Robinson se leva. Sanders leva les yeux vers lui, son visage bouffi par l’alcool et la fatigue.

— Chef Robinson, dit-il d’une voix pâteuse, j’en ai assez de tout cela, de toute cette violence, de tous ces compromis, de tous ces mensonges. Vous savez peut-être qu’il y a une prime de 25 000 $ sur ma tête pour avoir participé au complot contre l’assassinat de Lincoln. C’est évidemment faux. Mais je suis un fugitif.

Sanders baissa à la tête sur son verre, le tourna plusieurs fois dans sa main. Il restait un fond de whisky. Il prit le verre et le vida d’un coup.

— J’en ai assez. Je m’en vais. J’ai encore quelques relations en Europe.

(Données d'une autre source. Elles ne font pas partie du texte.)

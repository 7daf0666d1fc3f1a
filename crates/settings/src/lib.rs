//! Persisted team configuration.
//!
//! The estimation engine takes its `TeamConfig` as an explicit argument;
//! this crate supplies the injected load/save capability callers use to keep
//! that configuration between sessions. Backends implement [`SettingsStore`];
//! a JSON-file store covers normal use and an in-memory store covers tests.

#![warn(missing_docs)]

mod store;

pub use store::{
    JsonSettingsStore, MemorySettingsStore, SettingsError, SettingsStore, SETTINGS_KEY,
};

/// Result alias for settings operations.
pub type Result<T> = std::result::Result<T, store::SettingsError>;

Je quitte ce goddamned de pays et ce goddamned de continent. Je ne pense pas y revenir… jamais.

Puis, il ajouta :

— Vous savez, chef Robinson, Rose n’était pas une mauvaise personne. C’était une femme brisée, écorchée vive. La guerre avait dévoré ce qu’elle était. Elle était morte bien avant qu’on ne lui arrache ce qui lui restait de vie.

Robinson remit son chapeau melon et sortit du Dooley’s Bar, traversa le corridor, puis le hall majestueux du St Lawrence Hall. Dehors, la nuit montréalaise s’étendait fraîche et étoilée. Les lampadaires à gaz dessinaient des cercles de lumière jaune sur les pavés. Au loin, les cloches d’une église sonnèrent neuf heures.

Robinson leva le bras. Un fiacre s’arrêta presque immédiatement à sa hauteur. Le cocher descendit et ouvrit la portière.

— Bonsoir, monsieur. Où vous conduire ?

— Rue de la Montagne.

Robinson grimpa dans le fiacre. Les sièges de cuir craquèrent sous son poids. La portière se referma. Le cocher fouetta légèrement son cheval, et la voiture s’ébranla sur les pavés irréguliers.